• **Requirement**:
Within the records below, filter for lines carrying the word "bail" and copy them.
-- Data records follows --
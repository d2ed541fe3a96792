use super::*;
use crate::testing::RenderTestRule;
use std::cell::{Cell, RefCell};
use std::rc::Rc;

fn broken() -> ComponentFactory<()> {
    define("Broken", |_, _: &()| Err(anyhow::anyhow!("no data")))
}

fn caught(err: &Error) -> Node {
    element("p")
        .attr("class", "error")
        .child(text(format!("caught: {err}")))
        .into()
}

#[test]
fn ancestor_handler_replaces_the_failing_subtree() {
    let broken = broken();
    let panel = define("Panel", move |scope, _: &()| {
        scope.use_error_handler(caught)?;
        Ok(element("div")
            .child(element("span").child("ok"))
            .child(broken.create(()))
            .into())
    });
    let mut rule = RenderTestRule::new();

    rule.set_content(panel.create(())).unwrap();

    assert_eq!(rule.text(), "okcaught: view of `Broken` failed: no data");
    let div = rule.root_node().unwrap();
    let error = rule.find("class", "error").unwrap();
    assert_eq!(rule.host().children(div)[1], error);
}

#[test]
fn nearest_handler_wins() {
    let broken = broken();
    let inner = define("Inner", move |scope, _: &()| {
        scope.use_error_handler(|_| text("inner"))?;
        Ok(element("section").child(broken.create(())).into())
    });
    let outer = define("Outer", move |scope, _: &()| {
        scope.use_error_handler(|_| text("outer"))?;
        Ok(element("main").child(inner.create(())).into())
    });
    let mut rule = RenderTestRule::new();

    rule.set_content(outer.create(())).unwrap();

    assert_eq!(rule.text(), "inner");
}

#[test]
fn component_recovers_with_its_own_handler_and_renders_again() {
    let fragile = define("Fragile", |scope, value: &i32| {
        scope.use_error_handler(|_| text("recovered"))?;
        if *value < 0 {
            anyhow::bail!("negative input {value}");
        }
        Ok(text(value.to_string()))
    });
    let mut rule = RenderTestRule::new();
    rule.set_content(fragile.create(1)).unwrap();
    let first = rule.root_node().unwrap();

    rule.set_content(fragile.create(-1)).unwrap();
    assert_eq!(rule.text(), "recovered");
    let fallback = rule.root_node().unwrap();
    assert_ne!(first, fallback);
    assert!(rule.take_ops().contains(&HostOp::ReplaceChild {
        parent: rule.container(),
        new_child: fallback,
        old_child: first,
    }));

    rule.set_content(fragile.create(2)).unwrap();
    assert_eq!(rule.text(), "2");
}

#[test]
fn unhandled_render_error_reaches_the_caller() {
    let mut rule = RenderTestRule::new();

    let err = rule.set_content(broken().create(())).unwrap_err();

    assert_eq!(err.kind(), ErrorKind::Render);
    assert_eq!(err.to_string(), "view of `Broken` failed: no data");
    assert!(rule.root_node().is_none());
}

#[test]
fn failing_passive_effect_is_handled_on_flush() {
    let widget = define("Widget", |scope, _: &()| {
        scope.use_effect(Deps::once(), |_| Err(anyhow::anyhow!("effect exploded")))?;
        Ok(text("widget"))
    });
    let shell = define("Shell", move |scope, _: &()| {
        scope.use_error_handler(caught)?;
        Ok(element("div").child(widget.create(())).into())
    });
    let mut rule = RenderTestRule::new();
    rule.set_content(shell.create(())).unwrap();
    assert_eq!(rule.text(), "widget");

    rule.flush_effects().unwrap();

    assert_eq!(
        rule.text(),
        "caught: effect in `Widget` failed: effect exploded"
    );
}

#[test]
fn failing_layout_effect_is_handled_during_mount() {
    let widget = define("Widget", |scope, _: &()| {
        scope.use_layout_effect(Deps::once(), |_| Err(anyhow::anyhow!("no size")))?;
        Ok(text("widget"))
    });
    let shell = define("Shell", move |scope, _: &()| {
        scope.use_error_handler(|err| text(format!("{}", err.kind() == ErrorKind::Effect)))?;
        Ok(element("div").child(widget.create(())).into())
    });
    let mut rule = RenderTestRule::new();

    rule.set_content(shell.create(())).unwrap();

    assert_eq!(rule.text(), "true");
}

#[test]
fn unhandled_effect_error_is_returned_from_flush() {
    let widget = define("Widget", |scope, _: &()| {
        scope.use_effect(Deps::once(), |_| Err(anyhow::anyhow!("effect exploded")))?;
        Ok(nothing())
    });
    let mut rule = RenderTestRule::new();
    rule.set_content(widget.create(())).unwrap();

    let err = rule.flush_effects().unwrap_err();

    assert_eq!(err.kind(), ErrorKind::Effect);
}

#[test]
fn cleanup_errors_are_logged_and_swallowed() {
    let handled = Rc::new(Cell::new(0));
    let runs = Rc::new(RefCell::new(Vec::<u8>::new()));
    let (counter, sink) = (Rc::clone(&handled), Rc::clone(&runs));
    let noisy = define("Noisy", move |scope, value: &u8| {
        let counter = Rc::clone(&counter);
        scope.use_error_handler(move |_| {
            counter.set(counter.get() + 1);
            nothing()
        })?;
        let (sink, value) = (Rc::clone(&sink), *value);
        scope.use_layout_effect(Deps::on(value), move |_| {
            sink.borrow_mut().push(value);
            Ok(Cleanup::fallible(|| Err(anyhow::anyhow!("cleanup failed"))))
        })?;
        Ok(text(value.to_string()))
    });
    let mut rule = RenderTestRule::new();
    rule.set_content(noisy.create(1)).unwrap();

    rule.set_content(noisy.create(2)).unwrap();
    rule.unmount().unwrap();

    assert_eq!(*runs.borrow(), vec![1, 2]);
    assert_eq!(handled.get(), 0);
}

#[test]
fn failing_update_function_goes_to_the_handler() {
    let parser = define("Parser", |scope, _: &()| {
        scope.use_error_handler(|err| text(format!("rejected: {err}")))?;
        let (value, set_value) = scope.use_state(|| 0i64)?;
        Ok(element("label")
            .attr("id", "field")
            .on("input", move |event| {
                let raw = event.value().unwrap_or_default().to_owned();
                set_value.try_update(move |_| Ok(raw.trim().parse::<i64>()?))?;
                Ok(())
            })
            .child(text(value.to_string()))
            .into())
    });
    let mut rule = RenderTestRule::new();
    rule.set_content(parser.create(())).unwrap();
    let field = rule.find("id", "field").unwrap();

    assert!(rule.fire(field, Event::new("input").with_value("12")).unwrap());
    assert_eq!(rule.text(), "12");

    assert!(rule.fire(field, Event::new("input").with_value("x")).unwrap());
    assert_eq!(
        rule.text(),
        "rejected: view of `Parser` failed: invalid digit found in string"
    );
    assert_eq!(rule.host().binding_count(), 0);
}

#[test]
fn hook_order_errors_can_be_handled() {
    let toggle = define("Toggle", |scope, extra: &bool| {
        if *extra {
            scope.use_memo(Deps::once(), || 0)?;
        }
        Ok(text("toggle"))
    });
    let frame = define("Frame", move |scope, extra: &bool| {
        scope.use_error_handler(|err| text(format!("{:?}", err.kind())))?;
        Ok(element("div").child(toggle.create(*extra)).into())
    });
    let mut rule = RenderTestRule::new();
    rule.set_content(frame.create(false)).unwrap();

    rule.set_content(frame.create(true)).unwrap();

    assert_eq!(rule.text(), "HookOrderMismatch");
}

#[test]
fn failed_subtree_degrades_to_a_placeholder_and_spares_siblings() {
    let calls = Rc::new(Cell::new(0));
    let flaky = define("Flaky", |_, fail: &bool| {
        if *fail {
            anyhow::bail!("flaked");
        }
        Ok(element("em").child("fine").into())
    });
    let counted = Rc::clone(&calls);
    let panel = define("Panel", move |scope, fail: &bool| {
        let counted = Rc::clone(&counted);
        scope.use_error_handler(move |_| {
            counted.set(counted.get() + 1);
            nothing()
        })?;
        Ok(element("div")
            .child(element("span").child("ok"))
            .child(flaky.create(*fail))
            .into())
    });
    let mut rule = RenderTestRule::new();
    rule.set_content(panel.create(false)).unwrap();
    let div = rule.root_node().unwrap();
    let sibling = rule.host().children(div)[0];

    rule.set_content(panel.create(true)).unwrap();

    assert_eq!(calls.get(), 1);
    let children = rule.host().children(div).to_vec();
    assert_eq!(children[0], sibling);
    assert_eq!(
        rule.host().node(children[1]).map(|node| node.kind.clone()),
        Some(HostNodeKind::Placeholder)
    );
    assert_eq!(rule.text(), "ok");
}

#[test]
fn failing_fallback_goes_to_the_enclosing_handler() {
    let (inner_calls, outer_calls) = (Rc::new(Cell::new(0)), Rc::new(Cell::new(0)));
    let broken = broken();
    let fallback = broken.clone();
    let counted = Rc::clone(&inner_calls);
    let inner = define("InnerBoundary", move |scope, _: &()| {
        let (counted, fallback) = (Rc::clone(&counted), fallback.clone());
        scope.use_error_handler(move |_| {
            counted.set(counted.get() + 1);
            fallback.create(()).into()
        })?;
        Ok(element("section").child(broken.create(())).into())
    });
    let counted = Rc::clone(&outer_calls);
    let outer = define("OuterBoundary", move |scope, _: &()| {
        let counted = Rc::clone(&counted);
        scope.use_error_handler(move |err| {
            counted.set(counted.get() + 1);
            caught(err)
        })?;
        Ok(element("main").child(inner.create(())).into())
    });
    let mut rule = RenderTestRule::new();

    rule.set_content(outer.create(())).unwrap();

    assert_eq!(inner_calls.get(), 1);
    assert_eq!(outer_calls.get(), 1);
    assert_eq!(rule.text(), "caught: view of `Broken` failed: no data");
    assert!(rule.find("class", "error").is_some());
}

#[test]
fn failing_fallback_without_an_enclosing_handler_reaches_the_caller() {
    let calls = Rc::new(Cell::new(0));
    let counted = Rc::clone(&calls);
    let fallback = broken();
    let lonely = define("Lonely", move |scope, _: &()| {
        let (counted, fallback) = (Rc::clone(&counted), fallback.clone());
        scope.use_error_handler(move |_| {
            counted.set(counted.get() + 1);
            fallback.create(()).into()
        })?;
        anyhow::bail!("first failure")
    });
    let mut rule = RenderTestRule::new();

    let err = rule.set_content(lonely.create(())).unwrap_err();

    assert_eq!(calls.get(), 1);
    assert_eq!(err.to_string(), "view of `Broken` failed: no data");
    assert!(rule.root_node().is_none());
}

#[test]
fn siblings_updated_before_an_unhandled_failure_finish_their_commit() {
    let log = Rc::new(RefCell::new(Vec::<String>::new()));
    let handles: Rc<RefCell<Option<InstanceHandle>>> = Rc::new(RefCell::new(None));
    let (sink, stash) = (Rc::clone(&log), Rc::clone(&handles));
    let stable = define("Stable", move |scope, value: &u32| {
        *stash.borrow_mut() = Some(scope.handle());
        let (layout_log, effect_log, value) = (Rc::clone(&sink), Rc::clone(&sink), *value);
        scope.use_layout_effect(Deps::always(), move |_| {
            layout_log.borrow_mut().push(format!("layout {value}"));
            Ok(Cleanup::none())
        })?;
        scope.use_effect(Deps::always(), move |_| {
            effect_log.borrow_mut().push(format!("effect {value}"));
            Ok(Cleanup::none())
        })?;
        Ok(text(value.to_string()))
    });
    let flaky = define("Flaky", |_, fail: &bool| {
        if *fail {
            anyhow::bail!("flaked");
        }
        Ok(text("fine"))
    });
    let view = move |value: u32, fail: bool| -> Node {
        element("div")
            .child(stable.create(value))
            .child(flaky.create(fail))
            .into()
    };
    let mut rule = RenderTestRule::new();
    rule.set_content(view(1, false)).unwrap();
    rule.flush_effects().unwrap();
    log.borrow_mut().clear();

    let err = rule.set_content(view(2, true)).unwrap_err();

    assert_eq!(err.kind(), ErrorKind::Render);
    assert_eq!(*log.borrow(), vec!["layout 2".to_string()]);
    let handle = handles.borrow().clone().unwrap();
    assert_eq!(handle.lifecycle(), Some(Lifecycle::Committed));
    assert!(handle.is_mounted());

    rule.flush_effects().unwrap();
    assert_eq!(
        *log.borrow(),
        vec!["layout 2".to_string(), "effect 2".to_string()]
    );
}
-- Data records concluded --
• **Response to this exercise**:
            anyhow::bail!("negative input {value}");
            anyhow::bail!("flaked");
        anyhow::bail!("first failure")
            anyhow::bail!("flaked");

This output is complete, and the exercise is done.